EXERCISE DESCRIPTION |
Working from the entries below, give again each line from the first through the one containing "Inner plotting rectangle", exactly and with nothing else.

MATERIALS PROVIDED |
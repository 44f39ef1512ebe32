//! Axis scaling, ticks and the shared cartesian panel.

use crate::experiments::{AxisScale, Marker, SeriesStyle};

use super::svg::{Anchor, Stroke, SvgDocument, TextStyle};

/// Pixel rectangle a panel draws into.
#[derive(Debug, Clone, Copy, PartialEq)]
pub(crate) struct PlotArea {
    pub left: f64,
    pub top: f64,
    pub width: f64,
    pub height: f64,
}

impl PlotArea {
    /// Inner plotting rectangle of a panel occupying `x..x+w`, `y..y+h`.
    pub fn inset(x: f64, y: f64, w: f64, h: f64, font: f64) -> Self {
        let left = x + font * 6.0;
        let top = y + font * 5.0;
        Self {
            left,
            top,
            width: (x + w - font * 2.0 - left).max(1.0),
            height: (y + h - font * 4.5 - top).max(1.0),
        }
    }

    pub fn right(&self) -> f64 {
        self.left + self.width
    }

    pub fn bottom(&self) -> f64 {
        self.top + self.height
    }
}

/// Maps data values onto a pixel interval.
#[derive(Debug, Clone, Copy, PartialEq)]
pub(crate) struct Axis {
    scale: AxisScale,
    lo: f64,
    hi: f64,
    pixel_lo: f64,
    pixel_hi: f64,
}

impl Axis {
    /// Fits `values` with a 5% margin. Empty input gets a unit span; a span
    /// too narrow to resolve at the values' magnitude is widened around its
    /// midpoint.
    pub fn fit(values: &[f64], scale: AxisScale, pixel_lo: f64, pixel_hi: f64) -> Self {
        let transformed: Vec<f64> = values.iter().filter_map(|v| transform(scale, *v)).collect();
        let (mut lo, mut hi) = transformed
            .iter()
            .fold((f64::INFINITY, f64::NEG_INFINITY), |(lo, hi), v| {
                (lo.min(*v), hi.max(*v))
            });
        if !lo.is_finite() || !hi.is_finite() {
            lo = 0.0;
            hi = 1.0;
        }
        let magnitude = lo.abs().max(hi.abs());
        if hi - lo < 1e-9 || hi - lo <= magnitude * 1e-9 {
            let half = (magnitude * 1e-6).max(0.5);
            let mid = lo / 2.0 + hi / 2.0;
            lo = mid - half;
            hi = mid + half;
        }
        let pad = (hi - lo) * 0.05;
        Self {
            scale,
            lo: lo - pad,
            hi: hi + pad,
            pixel_lo,
            pixel_hi,
        }
    }

    /// Pixel coordinate of `value`; `None` when it cannot sit on a log axis.
    pub fn map(&self, value: f64) -> Option<f64> {
        let t = transform(self.scale, value)?;
        Some(self.pixel_lo + (t - self.lo) / (self.hi - self.lo) * (self.pixel_hi - self.pixel_lo))
    }

    /// Tick positions: the data itself on log2 axes, rounded steps otherwise.
    pub fn ticks(&self, data: &[f64]) -> Vec<f64> {
        match self.scale {
            AxisScale::Log2 => {
                let mut ticks: Vec<f64> = data.iter().copied().filter(|v| *v > 0.0).collect();
                ticks.sort_by(|a, b| a.total_cmp(b));
                ticks.dedup();
                ticks
            }
            AxisScale::Linear => nice_ticks(self.lo, self.hi, 6),
        }
    }
}

fn transform(scale: AxisScale, value: f64) -> Option<f64> {
    match scale {
        AxisScale::Linear => Some(value),
        AxisScale::Log2 if value > 0.0 => Some(value.log2()),
        AxisScale::Log2 => None,
    }
}

/// Round-numbered ticks covering `lo..=hi`, at most `4 * target + 2` of them.
/// Stops early once the step no longer moves the tick at this magnitude.
pub(crate) fn nice_ticks(lo: f64, hi: f64, target: usize) -> Vec<f64> {
    let span = (hi - lo).abs().max(1e-9);
    let raw = span / target.max(1) as f64;
    let magnitude = 10f64.powf(raw.log10().floor());
    let step = [1.0, 2.0, 2.5, 5.0, 10.0]
        .iter()
        .map(|m| m * magnitude)
        .find(|step| *step >= raw)
        .unwrap_or(10.0 * magnitude);
    let limit = target.max(1) * 4 + 2;
    let mut ticks = Vec::new();
    let mut tick = (lo / step).ceil() * step;
    while tick <= hi + step * 1e-6 && ticks.len() < limit {
        ticks.push(if tick.abs() < step * 1e-9 { 0.0 } else { tick });
        let next = tick + step;
        if next <= tick {
            break;
        }
        tick = next;
    }
    ticks
}

/// Integers print bare, everything else with up to two decimals.
pub(crate) fn format_tick(value: f64) -> String {
    if (value - value.round()).abs() < 1e-9 {
        format!("{}", value.round() as i64)
    } else {
        let text = format!("{value:.2}");
        text.trim_end_matches('0').trim_end_matches('.').to_string()
    }
}

/// Fixed text of one cartesian panel.
#[derive(Debug, Clone, Copy)]
pub(crate) struct PanelText<'a> {
    pub title: &'a str,
    pub subtitle: Option<&'a str>,
    pub x_label: &'a str,
    pub y_label: &'a str,
}

/// Axes, grid, labels and a marked line for `points`, which must be sorted by x.
pub(crate) fn draw_series_panel(
    doc: &mut SvgDocument,
    area: PlotArea,
    points: &[(f64, f64)],
    scale: AxisScale,
    style: SeriesStyle,
    text: PanelText<'_>,
    font: f64,
) -> (Axis, Axis) {
    let xs: Vec<f64> = points.iter().map(|p| p.0).collect();
    let ys: Vec<f64> = points.iter().map(|p| p.1).collect();
    let x_axis = Axis::fit(&xs, scale, area.left, area.right());
    let y_axis = Axis::fit(&ys, AxisScale::Linear, area.bottom(), area.top);
    draw_frame(doc, area, &x_axis, &y_axis, &xs, text, font);

    let pixels: Vec<(f64, f64)> = points
        .iter()
        .filter_map(|(x, y)| Some((x_axis.map(*x)?, y_axis.map(*y)?)))
        .collect();
    doc.polyline(&pixels, Stroke::new(style.color, 2.0));
    for (px, py) in &pixels {
        draw_marker(doc, *px, *py, style.marker, font * 0.4, style.color);
    }
    (x_axis, y_axis)
}

fn draw_frame(
    doc: &mut SvgDocument,
    area: PlotArea,
    x_axis: &Axis,
    y_axis: &Axis,
    xs: &[f64],
    text: PanelText<'_>,
    font: f64,
) {
    doc.rect(area.left, area.top, area.width, area.height, "#eaeaf2");
    let grid = Stroke::new("#ffffff", 1.0);
    let tick_style = TextStyle::new(font * 0.85);
    for tick in x_axis.ticks(xs) {
        if let Some(px) = x_axis.map(tick) {
            doc.line(px, area.top, px, area.bottom(), grid);
            doc.text(px, area.bottom() + font * 1.3, &format_tick(tick), tick_style);
        }
    }
    for tick in y_axis.ticks(&[]) {
        if let Some(py) = y_axis.map(tick) {
            if py < area.top - 0.5 || py > area.bottom() + 0.5 {
                continue;
            }
            doc.line(area.left, py, area.right(), py, grid);
            doc.text(
                area.left - font * 0.5,
                py + font * 0.3,
                &format_tick(tick),
                tick_style.anchor(Anchor::End),
            );
        }
    }
    doc.outline(area.left, area.top, area.width, area.height, Stroke::new("#444444", 1.0));

    let center_x = area.left + area.width / 2.0;
    let title_y = if text.subtitle.is_some() {
        area.top - font * 2.6
    } else {
        area.top - font * 1.2
    };
    doc.text(center_x, title_y, text.title, TextStyle::new(font * 1.15).bold());
    if let Some(subtitle) = text.subtitle {
        doc.text(
            center_x,
            title_y + font * 1.3,
            subtitle,
            TextStyle::new(font * 1.15).bold(),
        );
    }
    doc.text(
        center_x,
        area.bottom() + font * 3.0,
        text.x_label,
        TextStyle::new(font).bold(),
    );
    let label_x = area.left - font * 4.5;
    let label_y = area.top + area.height / 2.0;
    doc.text(
        label_x,
        label_y,
        text.y_label,
        TextStyle::new(font).bold().rotate(-90.0),
    );
}

pub(crate) fn draw_marker(
    doc: &mut SvgDocument,
    x: f64,
    y: f64,
    marker: Marker,
    radius: f64,
    color: &str,
) {
    match marker {
        Marker::Circle => doc.circle(x, y, radius, color),
        Marker::Square => doc.rect(x - radius, y - radius, radius * 2.0, radius * 2.0, color),
        Marker::Diamond => doc.polygon(
            &[(x, y - radius * 1.2), (x + radius, y), (x, y + radius * 1.2), (x - radius, y)],
            color,
            None,
        ),
    }
}

/// Five pointed star centred on `(x, y)`.
pub(crate) fn draw_star(doc: &mut SvgDocument, x: f64, y: f64, radius: f64, color: &str) {
    let points: Vec<(f64, f64)> = (0..10)
        .map(|i| {
            let r = if i % 2 == 0 { radius } else { radius * 0.4 };
            let angle = std::f64::consts::PI / 5.0 * i as f64 - std::f64::consts::FRAC_PI_2;
            (x + r * angle.cos(), y + r * angle.sin())
        })
        .collect();
    doc.polygon(&points, color, None);
}

/// Points sorted by x, stable for equal x.
pub(crate) fn sorted_points(mut points: Vec<(f64, f64)>) -> Vec<(f64, f64)> {
    points.sort_by(|a, b| a.0.total_cmp(&b.0));
    points
}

ANSWER FOR THE TASK |
repository 44f39ef1512ebe32
//! Axis scaling, ticks and the shared cartesian panel.

use crate::experiments::{AxisScale, Marker, SeriesStyle};

use super::svg::{Anchor, Stroke, SvgDocument, TextStyle};

/// Pixel rectangle a panel draws into.
#[derive(Debug, Clone, Copy, PartialEq)]
pub(crate) struct PlotArea {
    pub left: f64,
    pub top: f64,
    pub width: f64,
    pub height: f64,
}

impl PlotArea {
    /// Inner plotting rectangle of a panel occupying `x..x+w`, `y..y+h`.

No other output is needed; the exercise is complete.